A GOD, WITH THE GOD.

In the beginning the Word was alone with the Father, the Apostle declares. But the whole matter is still more clearly seen when we take the literal reading of the Greek, because in it the Greek article appears before the word rendered God, which would make the translation into English properly read, "And the Word was with the God." Here we see most clearly and beautifully the close relationship existing in the very remote past between the heavenly Father and the heavenly Son, between the Almighty God and his only begotten Son, in whom centered all the divine purposes and through whom he was pleased to manifest every feature of the divine power and glory.

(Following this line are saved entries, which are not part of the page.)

//! Sending side of a file transfer

use super::{chunk_count, TransferDirection, TransferRecord, TransferStatus};
use crate::channels::messages::{FileChunkHeader, FileMetadata};
use crate::channels::Multiplexer;
use crate::config::TransferConfig;
use std::sync::Arc;
use tracing::{debug, info, instrument, warn};
use uuid::Uuid;

/// Slices a file into chunks and writes them through a [`Multiplexer`]
pub struct FileSender {
    mux: Arc<Multiplexer>,
    config: TransferConfig,
}

impl FileSender {
    pub fn new(mux: Arc<Multiplexer>, config: TransferConfig) -> Self {
        Self { mux, config }
    }

    /// Record for a transfer about to be sent
    pub fn prepare(&self, name: &str, mime_type: &str, size: u64) -> TransferRecord {
        let metadata = FileMetadata {
            id: Uuid::new_v4().to_string(),
            name: name.to_string(),
            size,
            mime_type: mime_type.to_string(),
            total_chunks: Some(chunk_count(size, self.config.chunk_size)),
        };
        TransferRecord::new(&metadata, TransferDirection::Sending)
    }

    /// Send `data` as the transfer `record` describes
    ///
    /// `on_progress` sees the record after every chunk but the last. The
    /// returned record is `Completed`, or `Error` with the reason if any write
    /// failed; nothing is retried.
    #[instrument(skip_all, fields(id = %record.id, size = record.size))]
    pub async fn send(
        &self,
        mut record: TransferRecord,
        data: &[u8],
        on_progress: impl Fn(&TransferRecord),
    ) -> TransferRecord {
        let total_chunks = chunk_count(data.len() as u64, self.config.chunk_size);
        let metadata = FileMetadata {
            id: record.id.clone(),
            name: record.name.clone(),
            size: data.len() as u64,
            mime_type: record.mime_type.clone(),
            total_chunks: Some(total_chunks),
        };
        record.size = metadata.size;
        record.total_chunks = metadata.total_chunks;

        if let Err(e) = self.mux.send_envelope(&metadata).await {
            warn!("Failed to announce transfer: {}", e);
            record.fail(format!("announcing transfer failed: {}", e));
            return record;
        }
        info!("Sending '{}' in {} chunks", record.name, total_chunks);

        for (index, chunk) in data.chunks(self.config.chunk_size).enumerate() {
            let index = index as u64;
            let header = FileChunkHeader {
                id: record.id.clone(),
                chunk_index: index,
                total_chunks,
                is_last: index + 1 == total_chunks,
            };

            if let Err(e) = self.mux.send_chunk(&header, chunk).await {
                warn!("Chunk {} of {} failed: {}", index, total_chunks, e);
                record.fail(format!("sending chunk {} failed: {}", index, e));
                return record;
            }
            record.chunks_done += 1;
            record.byte_count += chunk.len() as u64;

            if !header.is_last {
                on_progress(&record);
                // Yield so other senders and the channel's buffer can drain
                tokio::time::sleep(self.config.inter_chunk_delay()).await;
            }
        }

        record.status = TransferStatus::Completed;
        debug!("Transfer {} sent", record.id);
        record
    }
}

#[cfg(test)]
mod tests {
    use super::*;
    use crate::channels::{channel_pair, ChannelEvent, Frame, FrameChannel};
    use tokio::sync::mpsc;

    #[tokio::test]
    async fn test_sends_metadata_then_header_binary_pairs() {
        let (local, remote) = channel_pair("messages");
        local.open();
        remote.open();
        let (tx, mut rx) = mpsc::unbounded_channel();
        remote.subscribe(tx);

        let mux = Multiplexer::new();
        mux.attach(local);
        let sender = FileSender::new(
            mux,
            TransferConfig {
                chunk_size: 4,
                inter_chunk_delay_ms: 0,
            },
        );

        let record = sender.prepare("a.txt", "text/plain", 10);
        assert_eq!(record.total_chunks, Some(3));
        let record = sender.send(record, b"0123456789", |_| {}).await;
        assert_eq!(record.status, TransferStatus::Completed);
        assert_eq!(record.byte_count, 10);

        let mut frames = Vec::new();
        while let Ok(event) = rx.try_recv() {
            if let ChannelEvent::Frame(frame) = event {
                frames.push(frame);
            }
        }
        assert_eq!(frames.len(), 1 + 3 * 2);
        assert!(matches!(&frames[0], Frame::Text(t) if t.contains("file-metadata")));
        assert!(matches!(&frames[1], Frame::Text(t) if t.contains("\"chunkIndex\":0")));
        assert_eq!(frames[6], Frame::Binary(bytes::Bytes::from_static(b"89")));
    }

    #[tokio::test]
    async fn test_closed_channel_marks_error() {
        let sender = FileSender::new(Multiplexer::new(), TransferConfig::default());
        let record = sender.prepare("a.bin", "application/octet-stream", 3);
        let record = sender.send(record, b"abc", |_| {}).await;
        assert_eq!(record.status, TransferStatus::Error);
        assert!(record.error.is_some());
    }
}
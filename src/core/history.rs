//! Per-instance transition history.
//!
//! Keeps the most recent committed events of an instance in order, so
//! registries can answer "how did this node get here" without a database.

use super::event::Event;
use chrono::{DateTime, Utc};
use serde::{Deserialize, Serialize};
use std::collections::VecDeque;
use std::time::Duration;

/// Default number of events retained per instance.
pub const DEFAULT_HISTORY_CAPACITY: usize = 256;

/// Bounded, ordered log of committed events.
///
/// Once `capacity` is reached the oldest event is dropped for every new one.
///
/// # Example
///
/// ```rust
/// use fleetfsm::core::{Event, EventHistory};
/// use chrono::Utc;
///
/// let mut history = EventHistory::with_capacity(2);
/// for (old, new) in [("Unknown", "Configured"), ("Configured", "Operational")] {
///     history.record(Event {
///         name: "step".to_string(),
///         timestamp: Utc::now(),
///         instance_id: "node-1".to_string(),
///         old_state: old.to_string(),
///         new_state: new.to_string(),
///         old_substate: String::new(),
///         new_substate: String::new(),
///     });
/// }
///
/// assert_eq!(history.path(), vec!["Unknown", "Configured", "Operational"]);
/// ```
#[derive(Clone, Debug, PartialEq, Serialize, Deserialize)]
pub struct EventHistory {
    events: VecDeque<Event>,
    capacity: usize,
}

impl Default for EventHistory {
    fn default() -> Self {
        Self::new()
    }
}

impl EventHistory {
    pub fn new() -> Self {
        Self::with_capacity(DEFAULT_HISTORY_CAPACITY)
    }

    /// A capacity of zero disables recording entirely.
    pub fn with_capacity(capacity: usize) -> Self {
        Self {
            events: VecDeque::new(),
            capacity,
        }
    }

    pub fn record(&mut self, event: Event) {
        if self.capacity == 0 {
            return;
        }
        while self.events.len() >= self.capacity {
            self.events.pop_front();
        }
        self.events.push_back(event);
    }

    /// Events oldest first.
    pub fn events(&self) -> impl Iterator<Item = &Event> {
        self.events.iter()
    }

    pub fn len(&self) -> usize {
        self.events.len()
    }

    pub fn is_empty(&self) -> bool {
        self.events.is_empty()
    }

    pub fn capacity(&self) -> usize {
        self.capacity
    }

    pub fn last(&self) -> Option<&Event> {
        self.events.back()
    }

    /// Main states traversed: the first event's old state, then every new state.
    pub fn path(&self) -> Vec<&str> {
        let mut path = Vec::with_capacity(self.events.len() + 1);
        if let Some(first) = self.events.front() {
            path.push(first.old_state.as_str());
        }
        for event in &self.events {
            path.push(event.new_state.as_str());
        }
        path
    }

    /// Time between the first and last retained event.
    pub fn duration(&self) -> Option<Duration> {
        let (first, last) = (self.events.front()?, self.events.back()?);
        last.timestamp
            .signed_duration_since(first.timestamp)
            .to_std()
            .ok()
    }

    /// Events whose timestamp falls inside `[from, to]`. Either bound may be open.
    pub fn between(&self, from: Option<DateTime<Utc>>, to: Option<DateTime<Utc>>) -> Vec<&Event> {
        self.events
            .iter()
            .filter(|e| from.map_or(true, |f| e.timestamp >= f))
            .filter(|e| to.map_or(true, |t| e.timestamp <= t))
            .collect()
    }

    /// One page of events, newest first. `number` is zero-based.
    pub fn page(&self, size: usize, number: usize) -> Vec<&Event> {
        if size == 0 {
            return Vec::new();
        }
        self.events
            .iter()
            .rev()
            .skip(size.saturating_mul(number))
            .take(size)
            .collect()
    }
}

#[cfg(test)]
mod tests {
    use super::*;

    fn event(old: &str, new: &str, at: DateTime<Utc>) -> Event {
        Event {
            name: "test".to_string(),
            timestamp: at,
            instance_id: "node-1".to_string(),
            old_state: old.to_string(),
            new_state: new.to_string(),
            old_substate: String::new(),
            new_substate: String::new(),
        }
    }

    #[test]
    fn new_history_is_empty() {
        let history = EventHistory::new();
        assert!(history.is_empty());
        assert!(history.path().is_empty());
        assert!(history.duration().is_none());
        assert_eq!(history.capacity(), DEFAULT_HISTORY_CAPACITY);
    }

    #[test]
    fn path_follows_recorded_states() {
        let now = Utc::now();
        let mut history = EventHistory::new();
        history.record(event("Unknown", "Configured", now));
        history.record(event("Configured", "Operational", now));

        assert_eq!(history.path(), vec!["Unknown", "Configured", "Operational"]);
        assert_eq!(history.last().unwrap().new_state, "Operational");
    }

    #[test]
    fn capacity_evicts_oldest() {
        let now = Utc::now();
        let mut history = EventHistory::with_capacity(2);
        history.record(event("A", "B", now));
        history.record(event("B", "C", now));
        history.record(event("C", "D", now));

        assert_eq!(history.len(), 2);
        assert_eq!(history.path(), vec!["B", "C", "D"]);
    }

    #[test]
    fn zero_capacity_records_nothing() {
        let mut history = EventHistory::with_capacity(0);
        history.record(event("A", "B", Utc::now()));
        assert!(history.is_empty());
    }

    #[test]
    fn duration_spans_first_to_last() {
        let start = Utc::now();
        let mut history = EventHistory::new();
        history.record(event("A", "B", start));
        history.record(event("B", "C", start + chrono::Duration::seconds(5)));

        assert_eq!(history.duration(), Some(Duration::from_secs(5)));
    }

    #[test]
    fn between_filters_by_time() {
        let start = Utc::now();
        let mut history = EventHistory::new();
        for i in 0..5 {
            history.record(event("A", "B", start + chrono::Duration::seconds(i)));
        }

        let window = history.between(
            Some(start + chrono::Duration::seconds(1)),
            Some(start + chrono::Duration::seconds(3)),
        );
        assert_eq!(window.len(), 3);
        assert_eq!(history.between(None, None).len(), 5);
    }

    #[test]
    fn pages_are_newest_first() {
        let now = Utc::now();
        let mut history = EventHistory::new();
        for state in ["B", "C", "D", "E", "F"] {
            history.record(event("A", state, now));
        }

        let first: Vec<_> = history.page(2, 0).iter().map(|e| e.new_state.as_str()).collect();
        let last: Vec<_> = history.page(2, 2).iter().map(|e| e.new_state.as_str()).collect();

        assert_eq!(first, vec!["F", "E"]);
        assert_eq!(last, vec!["B"]);
        assert!(history.page(2, 3).is_empty());
        assert!(history.page(0, 0).is_empty());
    }
}
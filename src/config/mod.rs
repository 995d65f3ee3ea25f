//! Loading, normalizing and validating state graph documents.
//!
//! Documents are JSON in the following shape:
//!
//! ```json
//! {
//!   "version": "1.0", "entity": "node", "file": "node.json",
//!   "states": [
//!     { "name": "Configured", "description": "...", "events": ["ready"],
//!       "transition": [ { "to_state": "Operational", "trigger": ["ready"],
//!                         "expectedEvents": [], "timeout": 30 } ],
//!       "substate": { "events": [], "transition": [] } }
//!   ]
//! }
//! ```

pub mod cache;
pub mod error;
pub mod schema;
pub mod validate;

pub use cache::{load_config, ConfigCache, FileReader, MemoryReader, SourceReader};
pub use error::{ConfigError, GraphViolation, Level};
pub use schema::parse_graph;
pub use validate::validate;
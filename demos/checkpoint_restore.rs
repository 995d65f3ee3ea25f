//! Checkpoint and Restore
//!
//! This example snapshots a node in the middle of an update handshake and
//! rebuilds it on a second engine, as a registry would after a restart.
//!
//! Key concepts:
//! - JSON snapshots for inspection, binary snapshots for storage
//! - The pending expected-event queue survives a restore
//! - Hooks and observers belong to the restoring engine, not the snapshot
//!
//! Run with: cargo run --example checkpoint_restore

use fleetfsm::config::{ConfigCache, MemoryReader};
use fleetfsm::{InstanceSnapshot, StateMachine};
use std::sync::Arc;

const NODE_GRAPH: &str = include_str!("../tests/fixtures/node.json");

fn engine() -> StateMachine {
    let cache = ConfigCache::with_reader(MemoryReader::new().with_document("node", NODE_GRAPH));
    StateMachine::builder().cache(Arc::new(cache)).build()
}

fn main() {
    println!("=== Checkpoint and Restore Example ===\n");

    let before = engine();
    let node = before.new_instance("node", "node-42", "Configured").unwrap();
    node.transition("update").unwrap();
    node.transition("online").unwrap();

    let snapshot = node.snapshot();
    println!("Snapshot {} (format v{})", snapshot.id, snapshot.version);
    println!("{}\n", snapshot.to_json().unwrap());

    let bytes = snapshot.to_binary().unwrap();
    println!("Binary snapshot is {} bytes", bytes.len());

    // Simulate a restart: a fresh engine with its own cache.
    let after = engine();
    let restored = after
        .restore_instance(&InstanceSnapshot::from_binary(&bytes).unwrap())
        .unwrap();
    println!(
        "Restored {} in {} / {}, waiting for {:?}",
        restored.instance_id(),
        restored.current_state(),
        restored.current_substate(),
        restored.expected_events()
    );

    restored.transition("ready").unwrap();
    println!("After ready: {}", restored.current_state());
    println!("History entries: {}", restored.history().len());

    println!("\n=== Example Complete ===");
}
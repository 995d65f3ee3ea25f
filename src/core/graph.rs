//! Validated state graph shared by every instance of an entity type.
//!
//! A `StateGraph` is built once from a config document, validated, and
//! then only ever read. Transition tables are keyed by trigger so that a
//! lookup during `Instance::transition` is a single map access. Graphs
//! serialize for inspection, but there is no way back: the only way in is
//! a config document through `ConfigCache::load`, which validates it.

use serde::Serialize;
use std::collections::BTreeMap;
use std::time::Duration;

/// Reserved trigger that does not need to be declared in `events`.
pub const ENTER_TRIGGER: &str = "enter";

/// A single edge of the graph, reachable through any of its `triggers`.
#[derive(Clone, Debug, PartialEq, Serialize)]
pub struct Transition {
    /// Name of the target state.
    pub to_state: String,
    /// Every trigger that resolves to this transition.
    pub triggers: Vec<String>,
    /// Ordered gate that must be walked before follow-up triggers are accepted.
    pub expected_events: Vec<String>,
    /// Declared timeout in seconds. Metadata only; never enforced.
    pub timeout: Option<u64>,
}

impl Transition {
    /// Timeout declared in the config, as a `Duration`.
    pub fn timeout(&self) -> Option<Duration> {
        self.timeout.map(Duration::from_secs)
    }

    /// Whether this transition carries an expected-event gate.
    pub fn is_gated(&self) -> bool {
        !self.expected_events.is_empty()
    }
}

/// Orthogonal sub-state table nested inside a main state.
#[derive(Clone, Debug, Default, PartialEq, Serialize)]
pub struct SubState {
    pub events: Vec<String>,
    pub transitions: BTreeMap<String, Transition>,
}

impl SubState {
    pub fn transition_for(&self, trigger: &str) -> Option<&Transition> {
        self.transitions.get(trigger)
    }

    pub fn declares(&self, event: &str) -> bool {
        self.events.iter().any(|e| e == event)
    }
}

/// A main lifecycle state.
#[derive(Clone, Debug, PartialEq, Serialize)]
pub struct State {
    pub name: String,
    pub description: String,
    pub events: Vec<String>,
    pub transitions: BTreeMap<String, Transition>,
    pub substate: Option<SubState>,
}

impl State {
    /// Look up the main-level transition selected by `trigger`.
    pub fn transition_for(&self, trigger: &str) -> Option<&Transition> {
        self.transitions.get(trigger)
    }

    /// Look up the sub-state transition selected by `trigger`, if this
    /// state has a sub-state table at all.
    pub fn substate_transition_for(&self, trigger: &str) -> Option<&Transition> {
        self.substate.as_ref().and_then(|s| s.transition_for(trigger))
    }

    pub fn declares(&self, event: &str) -> bool {
        self.events.iter().any(|e| e == event)
    }
}

/// Immutable, validated lifecycle graph for one entity type.
#[derive(Clone, Debug, PartialEq, Serialize)]
pub struct StateGraph {
    pub version: String,
    pub entity: String,
    /// File name declared inside the document.
    pub file: String,
    /// Identifier the graph was loaded from; also its cache key.
    pub source: String,
    pub states: BTreeMap<String, State>,
}

impl StateGraph {
    pub fn state(&self, name: &str) -> Option<&State> {
        self.states.get(name)
    }

    pub fn contains_state(&self, name: &str) -> bool {
        self.states.contains_key(name)
    }

    /// State names in lexical order.
    pub fn state_names(&self) -> impl Iterator<Item = &str> {
        self.states.keys().map(String::as_str)
    }
}
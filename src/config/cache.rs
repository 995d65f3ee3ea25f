//! Process-wide cache of validated state graphs.
//!
//! Graphs are loaded lazily on first use and shared read-only afterwards.
//! Readers take a shared lock; a miss upgrades to the exclusive lock and
//! re-checks before reading, so a graph is parsed and validated once even
//! when several threads race on the same source.

use crate::config::error::ConfigError;
use crate::config::schema::parse_graph;
use crate::config::validate::validate;
use crate::core::StateGraph;
use std::collections::HashMap;
use std::io;
use std::sync::atomic::{AtomicUsize, Ordering};
use std::sync::{Arc, OnceLock, PoisonError, RwLock};
use tracing::{debug, info, warn};

/// Resolves a source identifier to the raw text of a config document.
pub trait SourceReader: Send + Sync {
    fn read(&self, source: &str) -> io::Result<String>;
}

/// Treats the source identifier as a filesystem path.
#[derive(Clone, Copy, Debug, Default)]
pub struct FileReader;

impl SourceReader for FileReader {
    fn read(&self, source: &str) -> io::Result<String> {
        std::fs::read_to_string(source)
    }
}

/// In-memory documents keyed by source, counting every read.
#[derive(Debug, Default)]
pub struct MemoryReader {
    documents: RwLock<HashMap<String, String>>,
    reads: AtomicUsize,
}

impl MemoryReader {
    pub fn new() -> Self {
        Self::default()
    }

    pub fn with_document(self, source: impl Into<String>, text: impl Into<String>) -> Self {
        self.insert(source, text);
        self
    }

    pub fn insert(&self, source: impl Into<String>, text: impl Into<String>) {
        self.documents
            .write()
            .unwrap_or_else(PoisonError::into_inner)
            .insert(source.into(), text.into());
    }

    /// Number of times `read` has been called.
    pub fn reads(&self) -> usize {
        self.reads.load(Ordering::SeqCst)
    }
}

impl SourceReader for MemoryReader {
    fn read(&self, source: &str) -> io::Result<String> {
        self.reads.fetch_add(1, Ordering::SeqCst);
        self.documents
            .read()
            .unwrap_or_else(PoisonError::into_inner)
            .get(source)
            .cloned()
            .ok_or_else(|| {
                io::Error::new(io::ErrorKind::NotFound, format!("no document for '{source}'"))
            })
    }
}

impl<R: SourceReader + ?Sized> SourceReader for Arc<R> {
    fn read(&self, source: &str) -> io::Result<String> {
        (**self).read(source)
    }
}

/// Validated graphs keyed by source identifier.
pub struct ConfigCache {
    reader: Box<dyn SourceReader>,
    graphs: RwLock<HashMap<String, Arc<StateGraph>>>,
}

impl Default for ConfigCache {
    fn default() -> Self {
        Self::new()
    }
}

impl ConfigCache {
    /// Cache backed by the filesystem.
    pub fn new() -> Self {
        Self::with_reader(FileReader)
    }

    pub fn with_reader(reader: impl SourceReader + 'static) -> Self {
        Self {
            reader: Box::new(reader),
            graphs: RwLock::new(HashMap::new()),
        }
    }

    /// The cache shared by every engine that was not given its own.
    pub fn global() -> &'static Self {
        static GLOBAL: OnceLock<ConfigCache> = OnceLock::new();
        GLOBAL.get_or_init(ConfigCache::new)
    }

    /// Return the validated graph for `source`, loading it on first use.
    pub fn load(&self, source: &str) -> Result<Arc<StateGraph>, ConfigError> {
        if let Some(graph) = self.cached(source) {
            debug!(source, "config cache hit");
            return Ok(graph);
        }

        let mut graphs = self.graphs.write().unwrap_or_else(PoisonError::into_inner);
        if let Some(graph) = graphs.get(source) {
            return Ok(Arc::clone(graph));
        }

        let text = self.reader.read(source).map_err(|error| ConfigError::Read {
            source_id: source.to_string(),
            error,
        })?;
        let graph = parse_graph(source, &text)?;

        if let Err(violations) = validate(&graph) {
            warn!(source, violations = violations.len(), "config failed validation");
            return Err(ConfigError::Validation {
                source_id: source.to_string(),
                violations,
            });
        }

        info!(
            source,
            entity = %graph.entity,
            version = %graph.version,
            states = graph.states.len(),
            "loaded state graph"
        );
        let graph = Arc::new(graph);
        graphs.insert(source.to_string(), Arc::clone(&graph));
        Ok(graph)
    }

    fn cached(&self, source: &str) -> Option<Arc<StateGraph>> {
        self.graphs
            .read()
            .unwrap_or_else(PoisonError::into_inner)
            .get(source)
            .cloned()
    }

    pub fn contains(&self, source: &str) -> bool {
        self.cached(source).is_some()
    }

    pub fn len(&self) -> usize {
        self.graphs.read().unwrap_or_else(PoisonError::into_inner).len()
    }

    pub fn is_empty(&self) -> bool {
        self.len() == 0
    }

    /// Drop `source` so the next load re-reads it. Existing holders keep their graph.
    pub fn invalidate(&self, source: &str) -> bool {
        self.graphs
            .write()
            .unwrap_or_else(PoisonError::into_inner)
            .remove(source)
            .is_some()
    }
}

/// Load `source` through the process-wide cache.
pub fn load_config(source: &str) -> Result<Arc<StateGraph>, ConfigError> {
    ConfigCache::global().load(source)
}
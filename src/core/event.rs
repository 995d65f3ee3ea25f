//! Audit record emitted after every committed transition.

use chrono::{DateTime, Utc};
use serde::{Deserialize, Serialize};

/// Event name used for administrative overrides.
pub const MANUAL_TRANSITION: &str = "manual_transition";

/// What happened to one instance, as seen by observers.
///
/// An event is produced even when the trigger matched nothing, in which
/// case the old and new fields are equal.
#[derive(Clone, Debug, PartialEq, Serialize, Deserialize)]
pub struct Event {
    pub name: String,
    pub timestamp: DateTime<Utc>,
    pub instance_id: String,
    pub old_state: String,
    pub new_state: String,
    pub old_substate: String,
    pub new_substate: String,
}

impl Event {
    /// True when neither the main state nor the sub-state moved.
    pub fn is_noop(&self) -> bool {
        self.old_state == self.new_state && self.old_substate == self.new_substate
    }

    pub fn is_manual(&self) -> bool {
        self.name == MANUAL_TRANSITION
    }
}
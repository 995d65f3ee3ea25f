//! Engines and the instances they drive.
//!
//! A `StateMachine` is created once per entity type and holds the observer,
//! the entry/exit hooks and the transition lock. Instances are created from
//! it and apply triggers against their validated graph:
//!
//! ```text
//! trigger -> Instance::transition -> gate check -> hooks -> commit -> observer
//! ```

mod engine;
mod error;
mod hooks;
mod instance;

pub use engine::{LockingStrategy, Observer, StateMachine, StateMachineBuilder};
pub use error::MachineError;
pub use hooks::{Hook, HookFailure, HookPhase, Hooks};
pub use instance::Instance;
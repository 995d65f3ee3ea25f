//! Core lifecycle types.
//!
//! This module contains the data side of the engine:
//! - The validated `StateGraph` and its states, sub-states and transitions
//! - The `Event` audit record handed to observers
//! - Expected-event gating, kept pure so it can be tested in isolation
//! - Bounded per-instance history

mod event;
mod graph;
mod history;
pub mod sequence;

pub use event::{Event, MANUAL_TRANSITION};
pub use graph::{State, StateGraph, SubState, Transition, ENTER_TRIGGER};
pub use history::{EventHistory, DEFAULT_HISTORY_CAPACITY};
pub use sequence::Gate;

The next statement, "And the Word was God," is not to be understood as contradicting the statements previously and elsewhere made, but the distinction is considerably lost in the translation. We explain, therefore, that here the Greek article does not appear before the word translated God, and hence the thought in the statement is a God, as in contrast with the previous statement, the God. Thus understood the passage would properly read, "The Word was with the God and the Word was a God." Ah, now we have it clearly! The word god signifies mighty one, and in the Scriptures is used not only respecting the Father but also respecting the Son, also in reference to the angels, and in one instance when referring to men, influential men—the seventy elders of Israel whom Moses appointed or designated elohim, that is gods, mighty ones. The thought in our text, then, is that the Word of God, the Only Begotten of the Father, the beginning of the creation of God, was created on a nobler and higher plane of being, endued with grand qualities, so that he was in very fact a god—not the Father, not the God, not Jehovah, but "The Son of the Highest." The Apostle Paul clearly sets forth this matter, saying, "To us [Christians] there is one God the Father, and one Lord Jesus Christ."—I Cor. 8:6.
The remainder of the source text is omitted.